制备DNA测序模板实验——小量裂解物中制备λ噬菌体DNA

重组λ噬菌体

DNA酶ⅠRNA酶ⅠPEGSMSDSEDTA异丙醇乙酸钠TE

巴斯德吸管试管离心机

1.  在新鲜配制的λ顶层琼脂糖和λ琼脂糖平板上，通过在平板上裂解适于λ噬菌体生长的大肠杆菌菌株，制备重组λ噬菌体毒种原液。

2.  取700 μl 毒种液加入无菌的1.5 ml 微量离心管中，加入1 μl 1 mg/ml 的DNA酶Ⅰ及1 μl 1 mg/ml 热处理过的RNA酶A，于37℃温育30 min。

3.  加入700 μl λPEG溶液，冰浴放置1 h。

4.  4℃高速离心10 min，弃上清。
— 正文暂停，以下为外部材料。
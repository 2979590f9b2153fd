//! Prompt construction and response parsing for the prescription vision model.
//!
//! This crate never calls a model. It builds the instructions sent with a
//! prescription image and turns whatever text comes back into a
//! [`prescripto_core::RawExtraction`] ready for normalization.

pub mod extraction;
pub mod prompts;

pub use extraction::*;
pub use prompts::*;
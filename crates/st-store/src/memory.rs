use dashmap::DashMap;
use parking_lot::RwLock;

use st_types::{HyperparameterSet, StoreResult};

use crate::{ParameterStore, StoreStats};

/// In-memory parameter store, used in tests and for ephemeral runs where
/// tuned parameters should not outlive the process.
#[derive(Debug, Default)]
pub struct MemoryStore {
    records: DashMap<String, serde_json::Value>,
    stats: RwLock<StoreStats>,
}

impl MemoryStore {
    pub fn new() -> Self {
        Self::default()
    }

    /// Insert a raw record, bypassing the typed save path. Lets tests seed
    /// prior tuning results or simulate a corrupted record.
    pub fn insert_raw(&self, model_id: impl Into<String>, value: serde_json::Value) {
        self.records.insert(model_id.into(), value);
    }

    pub fn len(&self) -> usize {
        self.records.len()
    }

    pub fn is_empty(&self) -> bool {
        self.records.is_empty()
    }

    pub fn stats(&self) -> StoreStats {
        self.stats.read().clone()
    }
}

impl ParameterStore for MemoryStore {
    fn load(&self, model_id: &str) -> StoreResult<Option<serde_json::Value>> {
        let mut stats = self.stats.write();
        stats.loads += 1;

        match self.records.get(model_id) {
            Some(entry) => {
                stats.hits += 1;
                Ok(Some(entry.value().clone()))
            }
            None => {
                stats.misses += 1;
                Ok(None)
            }
        }
    }

    fn save(&self, model_id: &str, params: &HyperparameterSet) -> StoreResult<()> {
        self.records
            .insert(model_id.to_string(), params.to_value());
        self.stats.write().saves += 1;
        Ok(())
    }
}

#[cfg(test)]
mod tests {
    use super::*;
    use st_types::ParamValue;

    #[test]
    fn round_trips_typed_sets() {
        let store = MemoryStore::new();
        let params = HyperparameterSet::new().with("max_depth", ParamValue::Int(8));
        store.save("rf", &params).unwrap();

        let raw = store.load("rf").unwrap().unwrap();
        assert_eq!(HyperparameterSet::from_value("rf", raw).unwrap(), params);
    }

    #[test]
    fn raw_inserts_come_back_unvalidated() {
        let store = MemoryStore::new();
        store.insert_raw("xgb", serde_json::json!("garbage"));
        assert_eq!(
            store.load("xgb").unwrap(),
            Some(serde_json::json!("garbage"))
        );
    }

    #[test]
    fn unknown_model_is_a_miss() {
        let store = MemoryStore::new();
        assert!(store.load("stacking").unwrap().is_none());
        assert_eq!(store.stats().misses, 1);
    }
}
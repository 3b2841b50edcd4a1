//! Wall-clock guard for potentially non-cooperative work units.

use std::time::Duration;

use crossbeam_channel::{bounded, RecvTimeoutError};
use tracing::warn;

use st_types::{TuneError, TuneResult};

/// Run `work` on a dedicated thread and wait at most `timeout` for its value.
///
/// On timeout the worker thread is abandoned, not killed: it keeps running
/// until the work finishes on its own and its result is dropped with the
/// channel. The guard itself always returns within the budget.
pub fn run_with_timeout<T, F>(label: &str, work: F, timeout: Duration) -> TuneResult<T>
where
    F: FnOnce() -> T + Send + 'static,
    T: Send + 'static,
{
    let (tx, rx) = bounded(1);

    std::thread::Builder::new()
        .name(format!("study-{label}"))
        .spawn(move || {
            let _ = tx.send(work());
        })?;

    match rx.recv_timeout(timeout) {
        Ok(value) => Ok(value),
        Err(RecvTimeoutError::Timeout) => {
            warn!(
                task = label,
                timeout_seconds = timeout.as_secs(),
                "work unit exceeded its deadline, abandoning"
            );
            Err(TuneError::Timeout {
                timeout_seconds: timeout.as_secs(),
            })
        }
        Err(RecvTimeoutError::Disconnected) => Err(TuneError::Search(format!(
            "worker for {label} terminated without producing a result"
        ))),
    }
}

#[cfg(test)]
mod tests {
    use super::*;
    use std::time::Instant;

    #[test]
    fn fast_work_returns_its_value() {
        let result = run_with_timeout("fast", || 21 * 2, Duration::from_secs(1));
        assert_eq!(result.unwrap(), 42);
    }

    #[test]
    fn slow_work_times_out_promptly() {
        let started = Instant::now();
        let result = run_with_timeout(
            "slow",
            || {
                std::thread::sleep(Duration::from_millis(500));
                0
            },
            Duration::from_millis(50),
        );

        match result {
            Err(TuneError::Timeout { .. }) => (),
            other => panic!("expected timeout, got {other:?}"),
        }
        // The guard must return at the deadline, not when the work finishes.
        assert!(started.elapsed() < Duration::from_millis(400));
    }

    #[test]
    fn dead_worker_is_a_search_error() {
        let result: TuneResult<()> =
            run_with_timeout("panicky", || panic!("worker died"), Duration::from_secs(1));
        match result {
            Err(TuneError::Search(message)) => assert!(message.contains("panicky")),
            other => panic!("expected search error, got {other:?}"),
        }
    }
}
//! Hyperparameter values, sets, and the aggregated per-family result.

use serde::{Deserialize, Serialize};
use std::collections::BTreeMap;

use crate::errors::TuneError;
use crate::model::ModelFamily;

/// A concrete hyperparameter value: numeric or categorical.
#[derive(Debug, Clone, PartialEq, Serialize, Deserialize)]
#[serde(untagged)]
pub enum ParamValue {
    Int(i64),
    Float(f64),
    /// Categorical or otherwise non-numeric value.
    Json(serde_json::Value),
}

impl ParamValue {
    pub fn as_f64(&self) -> Option<f64> {
        match self {
            Self::Int(v) => Some(*v as f64),
            Self::Float(v) => Some(*v),
            Self::Json(v) => v.as_f64(),
        }
    }

    pub fn as_i64(&self) -> Option<i64> {
        match self {
            Self::Int(v) => Some(*v),
            Self::Float(_) => None,
            Self::Json(v) => v.as_i64(),
        }
    }

    pub fn as_str(&self) -> Option<&str> {
        match self {
            Self::Json(v) => v.as_str(),
            _ => None,
        }
    }

    /// Lift a raw JSON value into the closest typed variant.
    pub fn from_json(value: serde_json::Value) -> Self {
        match value {
            serde_json::Value::Number(n) => {
                if let Some(i) = n.as_i64() {
                    Self::Int(i)
                } else {
                    Self::Float(n.as_f64().unwrap_or(f64::NAN))
                }
            }
            other => Self::Json(other),
        }
    }

    pub fn to_json(&self) -> serde_json::Value {
        match self {
            Self::Int(v) => serde_json::Value::from(*v),
            Self::Float(v) => serde_json::Value::from(*v),
            Self::Json(v) => v.clone(),
        }
    }
}

impl std::fmt::Display for ParamValue {
    fn fmt(&self, f: &mut std::fmt::Formatter<'_>) -> std::fmt::Result {
        match self {
            Self::Int(v) => write!(f, "{v}"),
            Self::Float(v) => write!(f, "{v}"),
            Self::Json(v) => write!(f, "{v}"),
        }
    }
}

/// One tuned parameter set: a name → value mapping produced by a successful
/// search or loaded from the parameter store. Immutable once produced; an
/// empty set is the degraded fallback when nothing better exists.
///
/// Keys are ordered so that serialization and logging are deterministic.
#[derive(Debug, Clone, PartialEq, Default, Serialize, Deserialize)]
#[serde(transparent)]
pub struct HyperparameterSet(BTreeMap<String, ParamValue>);

impl HyperparameterSet {
    pub fn new() -> Self {
        Self::default()
    }

    pub fn insert(&mut self, name: impl Into<String>, value: ParamValue) {
        self.0.insert(name.into(), value);
    }

    /// Builder-style insert.
    pub fn with(mut self, name: impl Into<String>, value: ParamValue) -> Self {
        self.insert(name, value);
        self
    }

    pub fn get(&self, name: &str) -> Option<&ParamValue> {
        self.0.get(name)
    }

    pub fn len(&self) -> usize {
        self.0.len()
    }

    pub fn is_empty(&self) -> bool {
        self.0.is_empty()
    }

    pub fn iter(&self) -> impl Iterator<Item = (&String, &ParamValue)> {
        self.0.iter()
    }

    /// Validate a raw store/adapter record into a typed set.
    ///
    /// Anything other than a JSON object is a contract violation, not a
    /// transient search failure, and surfaces as [`TuneError::InvalidParameterShape`].
    pub fn from_value(model_id: &str, value: serde_json::Value) -> Result<Self, TuneError> {
        match value {
            serde_json::Value::Object(map) => {
                let mut set = Self::new();
                for (name, raw) in map {
                    set.0.insert(name, ParamValue::from_json(raw));
                }
                Ok(set)
            }
            other => Err(TuneError::InvalidParameterShape {
                model: model_id.to_string(),
                found: json_kind(&other).to_string(),
            }),
        }
    }

    pub fn to_value(&self) -> serde_json::Value {
        let map: serde_json::Map<String, serde_json::Value> = self
            .0
            .iter()
            .map(|(name, value)| (name.clone(), value.to_json()))
            .collect();
        serde_json::Value::Object(map)
    }
}

fn json_kind(value: &serde_json::Value) -> &'static str {
    match value {
        serde_json::Value::Null => "null",
        serde_json::Value::Bool(_) => "bool",
        serde_json::Value::Number(_) => "number",
        serde_json::Value::String(_) => "string",
        serde_json::Value::Array(_) => "array",
        serde_json::Value::Object(_) => "object",
    }
}

/// Aggregated orchestration result: exactly one parameter set per model
/// family, possibly empty, never missing.
#[derive(Debug, Clone, PartialEq, Default, Serialize, Deserialize)]
pub struct TunedParameters {
    pub xgb: HyperparameterSet,
    pub rf: HyperparameterSet,
    pub stacking: HyperparameterSet,
    pub reg_stacking: HyperparameterSet,
}

impl TunedParameters {
    pub fn get(&self, family: ModelFamily) -> &HyperparameterSet {
        match family {
            ModelFamily::Xgb => &self.xgb,
            ModelFamily::Rf => &self.rf,
            ModelFamily::Stacking => &self.stacking,
            ModelFamily::RegStacking => &self.reg_stacking,
        }
    }
}
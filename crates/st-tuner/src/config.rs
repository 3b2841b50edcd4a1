/// Explicit tuning configuration, passed into the orchestrator and study
/// adapter instead of living in module-level state.
///
/// Parallelism is two-level: `pool_size` workers run whole studies
/// concurrently, and each study evaluates `trial_parallelism` trials per
/// batch on the shared rayon pool. Both knobs are explicit so the two levels
/// cannot silently oversubscribe the machine.
#[derive(Debug, Clone)]
pub struct TunerConfig {
    /// Trial budget per study.
    pub max_trials: usize,
    /// Outer worker pool size; one model family per worker by default.
    pub pool_size: usize,
    /// Trials evaluated concurrently within one study.
    pub trial_parallelism: usize,
    /// Objective errors whose message contains one of these substrings
    /// (case-insensitive) discard the trial instead of failing the study.
    /// Mirrors suppressing known-benign convergence warnings from model fits.
    pub suppress_warnings: Vec<String>,
}

impl Default for TunerConfig {
    fn default() -> Self {
        Self {
            max_trials: 50,
            pool_size: 4,
            trial_parallelism: rayon::current_num_threads(),
            suppress_warnings: vec!["convergence".to_string()],
        }
    }
}

impl TunerConfig {
    pub fn with_max_trials(mut self, n: usize) -> Self {
        self.max_trials = n;
        self
    }

    pub fn with_pool_size(mut self, n: usize) -> Self {
        self.pool_size = n;
        self
    }

    pub fn with_trial_parallelism(mut self, n: usize) -> Self {
        self.trial_parallelism = n;
        self
    }

    pub fn with_suppressed_warning(mut self, pattern: impl Into<String>) -> Self {
        self.suppress_warnings.push(pattern.into());
        self
    }
}

#[cfg(test)]
mod tests {
    use super::*;

    #[test]
    fn builder_chain() {
        let config = TunerConfig::default()
            .with_max_trials(10)
            .with_pool_size(2)
            .with_trial_parallelism(1)
            .with_suppressed_warning("singular matrix");

        assert_eq!(config.max_trials, 10);
        assert_eq!(config.pool_size, 2);
        assert_eq!(config.trial_parallelism, 1);
        assert_eq!(config.suppress_warnings.len(), 2);
    }

    #[test]
    fn defaults_suppress_convergence_noise() {
        let config = TunerConfig::default();
        assert!(config
            .suppress_warnings
            .iter()
            .any(|p| p.contains("convergence")));
    }
}
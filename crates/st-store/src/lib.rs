pub mod file;
pub mod memory;

pub use file::*;
pub use memory::*;

use st_types::{HyperparameterSet, StoreResult};

/// Keyed persistence of tuned hyperparameter sets.
///
/// `load` returns the raw stored value rather than a typed set so that a
/// corrupted record surfaces to the orchestrator's merge step, where a
/// non-mapping shape is treated as a fatal contract violation. Within one
/// orchestration call each model id is touched by exactly one task; no
/// locking discipline is provided beyond that 1:1 mapping, and concurrent
/// orchestrations over the same store are unsupported.
pub trait ParameterStore: Send + Sync {
    /// Load the raw record for `model_id`, or `None` if it was never tuned.
    fn load(&self, model_id: &str) -> StoreResult<Option<serde_json::Value>>;

    /// Persist a tuned set under `model_id`, replacing any prior record.
    fn save(&self, model_id: &str, params: &HyperparameterSet) -> StoreResult<()>;
}

/// Load/save counters, mostly useful for diagnostics and tests.
#[derive(Debug, Clone, Default)]
pub struct StoreStats {
    pub loads: u64,
    pub hits: u64,
    pub misses: u64,
    pub saves: u64,
}

impl StoreStats {
    pub fn hit_rate(&self) -> f64 {
        if self.loads == 0 {
            0.0
        } else {
            self.hits as f64 / self.loads as f64
        }
    }
}
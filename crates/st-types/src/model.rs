use serde::{Deserialize, Serialize};

/// Store key used for the primary sequential model, which is tuned outside
/// the pooled orchestration.
pub const BASE_MODEL_KEY: &str = "base";

/// The fixed set of model families tuned by the orchestrator.
#[derive(Debug, Clone, Copy, PartialEq, Eq, Hash, Serialize, Deserialize)]
#[serde(rename_all = "snake_case")]
pub enum ModelFamily {
    Xgb,
    Rf,
    Stacking,
    RegStacking,
}

impl ModelFamily {
    /// All families in submission order. Merging iterates this array, so the
    /// mapping from result to model is stable across runs.
    pub const ALL: [ModelFamily; 4] = [
        ModelFamily::Xgb,
        ModelFamily::Rf,
        ModelFamily::Stacking,
        ModelFamily::RegStacking,
    ];

    /// Store key / log label for this family.
    pub fn as_str(&self) -> &'static str {
        match self {
            ModelFamily::Xgb => "xgb",
            ModelFamily::Rf => "rf",
            ModelFamily::Stacking => "stacking",
            ModelFamily::RegStacking => "reg_stacking",
        }
    }
}

impl std::fmt::Display for ModelFamily {
    fn fmt(&self, f: &mut std::fmt::Formatter<'_>) -> std::fmt::Result {
        f.write_str(self.as_str())
    }
}
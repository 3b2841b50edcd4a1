//! Single-study execution: batched trial evaluation with best-trial tracking.

use std::sync::atomic::{AtomicBool, Ordering};
use std::sync::Arc;
use std::time::Instant;

use rayon::prelude::*;
use tracing::{debug, info, warn};
use uuid::Uuid;

use st_types::{HyperparameterSet, StudyOutcome};

use crate::config::TunerConfig;
use crate::search::Sampler;

/// Objective callable: scores one candidate parameter set against the
/// training data it closes over. Lower is better. Opaque to the tuner.
pub type Objective = Arc<dyn Fn(&HyperparameterSet) -> anyhow::Result<f64> + Send + Sync>;

/// The best trial seen so far in a study.
#[derive(Debug, Clone, PartialEq)]
pub struct BestTrial {
    pub number: usize,
    pub score: f64,
    pub params: HyperparameterSet,
}

/// One optimization run over a search space.
///
/// Trials are drawn from the sampler in batches of `trial_parallelism` and
/// evaluated concurrently on the rayon pool; scores feed back into the
/// sampler before the next batch is drawn.
pub struct Study {
    id: Uuid,
    label: String,
    sampler: Box<dyn Sampler>,
    max_trials: usize,
    batch_size: usize,
    suppress: Vec<String>,
    best: Option<BestTrial>,
    trials_run: usize,
}

impl Study {
    pub fn new(label: impl Into<String>, sampler: Box<dyn Sampler>, config: &TunerConfig) -> Self {
        Self {
            id: Uuid::new_v4(),
            label: label.into(),
            sampler,
            max_trials: config.max_trials,
            batch_size: config.trial_parallelism.max(1),
            suppress: config.suppress_warnings.clone(),
            best: None,
            trials_run: 0,
        }
    }

    pub fn id(&self) -> Uuid {
        self.id
    }

    pub fn label(&self) -> &str {
        &self.label
    }

    pub fn trials_run(&self) -> usize {
        self.trials_run
    }

    pub fn best_trial(&self) -> Option<&BestTrial> {
        self.best.as_ref()
    }

    /// Run the study until the trial budget is spent, the deadline passes,
    /// or the interrupt flag is raised.
    ///
    /// The deadline and interrupt are cooperative, checked between batches;
    /// both stop the search cleanly with best-so-far parameters. The hard
    /// TimedOut signal comes only from the timeout guard wrapping this call
    /// when an objective refuses to yield.
    pub fn run(
        &mut self,
        objective: &Objective,
        deadline: Option<Instant>,
        interrupt: &AtomicBool,
    ) -> StudyOutcome {
        let started = Instant::now();
        debug!(study = %self.label, id = %self.id, budget = self.max_trials, "starting search");

        while self.trials_run < self.max_trials {
            if interrupt.load(Ordering::Relaxed) {
                info!(study = %self.label, trials = self.trials_run, "search interrupted, keeping best so far");
                return StudyOutcome::Interrupted(self.best_params_or_empty());
            }
            if let Some(deadline) = deadline {
                if Instant::now() >= deadline {
                    debug!(study = %self.label, trials = self.trials_run, "deadline reached, stopping search");
                    break;
                }
            }

            let remaining = self.max_trials - self.trials_run;
            let batch = self.sampler.suggest(remaining.min(self.batch_size));
            if batch.is_empty() {
                break; // sampler exhausted
            }

            let eval = objective.as_ref();
            let scores: Vec<anyhow::Result<f64>> = batch.par_iter().map(eval).collect();

            for (params, result) in batch.iter().zip(scores) {
                let number = self.trials_run;
                self.trials_run += 1;

                match result {
                    Ok(score) => {
                        self.sampler.report(params, score);
                        let improved = self.best.as_ref().map_or(true, |b| score < b.score);
                        if improved {
                            debug!(study = %self.label, trial = number, score, "new best trial");
                            self.best = Some(BestTrial {
                                number,
                                score,
                                params: params.clone(),
                            });
                        }
                    }
                    Err(err) if self.is_suppressed(&err) => {
                        debug!(study = %self.label, trial = number, error = %err, "suppressed benign trial failure");
                    }
                    Err(err) => {
                        warn!(study = %self.label, trial = number, error = %err, "trial failed");
                        return StudyOutcome::Failed(err.to_string());
                    }
                }
            }
        }

        match self.best.clone() {
            Some(best) => {
                debug!(
                    study = %self.label,
                    trials = self.trials_run,
                    elapsed_ms = started.elapsed().as_millis() as u64,
                    best_score = best.score,
                    "search finished"
                );
                StudyOutcome::Completed(best.params)
            }
            None => StudyOutcome::Failed("no completed trials".to_string()),
        }
    }

    fn best_params_or_empty(&self) -> HyperparameterSet {
        self.best
            .as_ref()
            .map(|b| b.params.clone())
            .unwrap_or_default()
    }

    fn is_suppressed(&self, err: &anyhow::Error) -> bool {
        let message = err.to_string().to_lowercase();
        self.suppress
            .iter()
            .any(|pattern| message.contains(&pattern.to_lowercase()))
    }
}

#[cfg(test)]
mod tests {
    use super::*;
    use crate::search::{SearchSpace, TpeLiteSampler};
    use std::sync::atomic::AtomicUsize;
    use std::time::Duration;

    fn test_config() -> TunerConfig {
        TunerConfig::default()
            .with_max_trials(20)
            .with_trial_parallelism(1)
    }

    fn test_study(config: &TunerConfig) -> Study {
        let space = SearchSpace::new().add_float("x", -1.0, 1.0);
        Study::new("test", Box::new(TpeLiteSampler::new(space, 0.3)), config)
    }

    fn counting_objective(counter: Arc<AtomicUsize>) -> Objective {
        Arc::new(move |params: &HyperparameterSet| {
            counter.fetch_add(1, Ordering::SeqCst);
            let x = params.get("x").unwrap().as_f64().unwrap();
            Ok(x * x)
        })
    }

    #[test]
    fn spends_exactly_the_trial_budget() {
        let config = test_config();
        let mut study = test_study(&config);
        let counter = Arc::new(AtomicUsize::new(0));
        let interrupt = AtomicBool::new(false);

        let outcome = study.run(&counting_objective(Arc::clone(&counter)), None, &interrupt);

        assert!(matches!(outcome, StudyOutcome::Completed(_)));
        assert_eq!(counter.load(Ordering::SeqCst), 20);
        assert_eq!(study.trials_run(), 20);
    }

    #[test]
    fn best_trial_tracks_the_minimum() {
        let config = test_config();
        let mut study = test_study(&config);
        let interrupt = AtomicBool::new(false);

        // Score sequence decreases, so the last trial must win.
        let next = Arc::new(AtomicUsize::new(0));
        let objective: Objective = Arc::new(move |_| {
            let n = next.fetch_add(1, Ordering::SeqCst);
            Ok(100.0 - n as f64)
        });

        let outcome = study.run(&objective, None, &interrupt);
        assert!(matches!(outcome, StudyOutcome::Completed(_)));

        let best = study.best_trial().unwrap();
        assert_eq!(best.number, 19);
        assert_eq!(best.score, 81.0);
    }

    #[test]
    fn objective_error_fails_the_study() {
        let config = test_config();
        let mut study = test_study(&config);
        let interrupt = AtomicBool::new(false);

        let objective: Objective = Arc::new(|_| anyhow::bail!("singular matrix in fold 3"));
        match study.run(&objective, None, &interrupt) {
            StudyOutcome::Failed(reason) => assert!(reason.contains("singular matrix")),
            other => panic!("expected failure, got {other:?}"),
        }
    }

    #[test]
    fn suppressed_errors_discard_the_trial_and_continue() {
        let config = test_config();
        let mut study = test_study(&config);
        let interrupt = AtomicBool::new(false);

        // Every other trial emits a benign convergence failure.
        let next = Arc::new(AtomicUsize::new(0));
        let objective: Objective = Arc::new(move |params: &HyperparameterSet| {
            let n = next.fetch_add(1, Ordering::SeqCst);
            if n % 2 == 0 {
                anyhow::bail!("ConvergenceWarning: lbfgs failed to converge");
            }
            let x = params.get("x").unwrap().as_f64().unwrap();
            Ok(x.abs())
        });

        let outcome = study.run(&objective, None, &interrupt);
        assert!(matches!(outcome, StudyOutcome::Completed(_)));
        assert_eq!(study.trials_run(), 20);
    }

    #[test]
    fn all_trials_suppressed_means_failed() {
        let config = test_config();
        let mut study = test_study(&config);
        let interrupt = AtomicBool::new(false);

        let objective: Objective = Arc::new(|_| anyhow::bail!("convergence trouble"));
        match study.run(&objective, None, &interrupt) {
            StudyOutcome::Failed(reason) => assert!(reason.contains("no completed trials")),
            other => panic!("expected failure, got {other:?}"),
        }
    }

    #[test]
    fn interrupt_returns_best_so_far() {
        let config = test_config();
        let mut study = test_study(&config);
        let interrupt = Arc::new(AtomicBool::new(false));

        let flag = Arc::clone(&interrupt);
        let next = Arc::new(AtomicUsize::new(0));
        let objective: Objective = Arc::new(move |_| {
            if next.fetch_add(1, Ordering::SeqCst) == 4 {
                flag.store(true, Ordering::SeqCst);
            }
            Ok(1.0)
        });

        match study.run(&objective, None, &interrupt) {
            StudyOutcome::Interrupted(params) => assert!(!params.is_empty()),
            other => panic!("expected interrupt, got {other:?}"),
        }
        assert!(study.trials_run() < 20);
    }

    #[test]
    fn past_deadline_stops_before_any_trial() {
        let config = test_config();
        let mut study = test_study(&config);
        let interrupt = AtomicBool::new(false);
        let counter = Arc::new(AtomicUsize::new(0));

        let deadline = Some(Instant::now() - Duration::from_millis(1));
        let outcome = study.run(&counting_objective(Arc::clone(&counter)), deadline, &interrupt);

        assert_eq!(counter.load(Ordering::SeqCst), 0);
        assert!(matches!(outcome, StudyOutcome::Failed(_)));
    }
}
再于4℃高速离心2 min，用拉细了的巴斯德吸管吸去残余上清。

5.  重悬噬菌体沉淀于500 μl SM 培养液，加入55 μl 10%SDS，0.5 μl 0.5 mol/l EDTA，轻轻混匀，于65 ℃保温15 min，不时轻轻摇匀溶解所有沉淀物。

6.  加入缓冲液平衡酚，用旋涡混合器剧烈振荡来抽提。

7.  室温高速离心2 min 将上层水相移入一个干净微量离心管中，重复用500 μl 1：1酚/氯仿抽提，再重复用500 μl 氯仿抽提。

8.  加入50 μl 3 mol/l pH7.0乙酸钠缓冲液，随后加入550 μl 异丙醇，于-20℃冰冻30 min。

9.  于4 ℃高速离心15 min，吸出并弃上清，晾干DNA沉淀。

10.  重悬沉淀于50 μl pH8.0的TE缓冲液。

11.  用于测序时，在碱溶液中变性0.1~0.3 pmol DNA（2~4 μg）。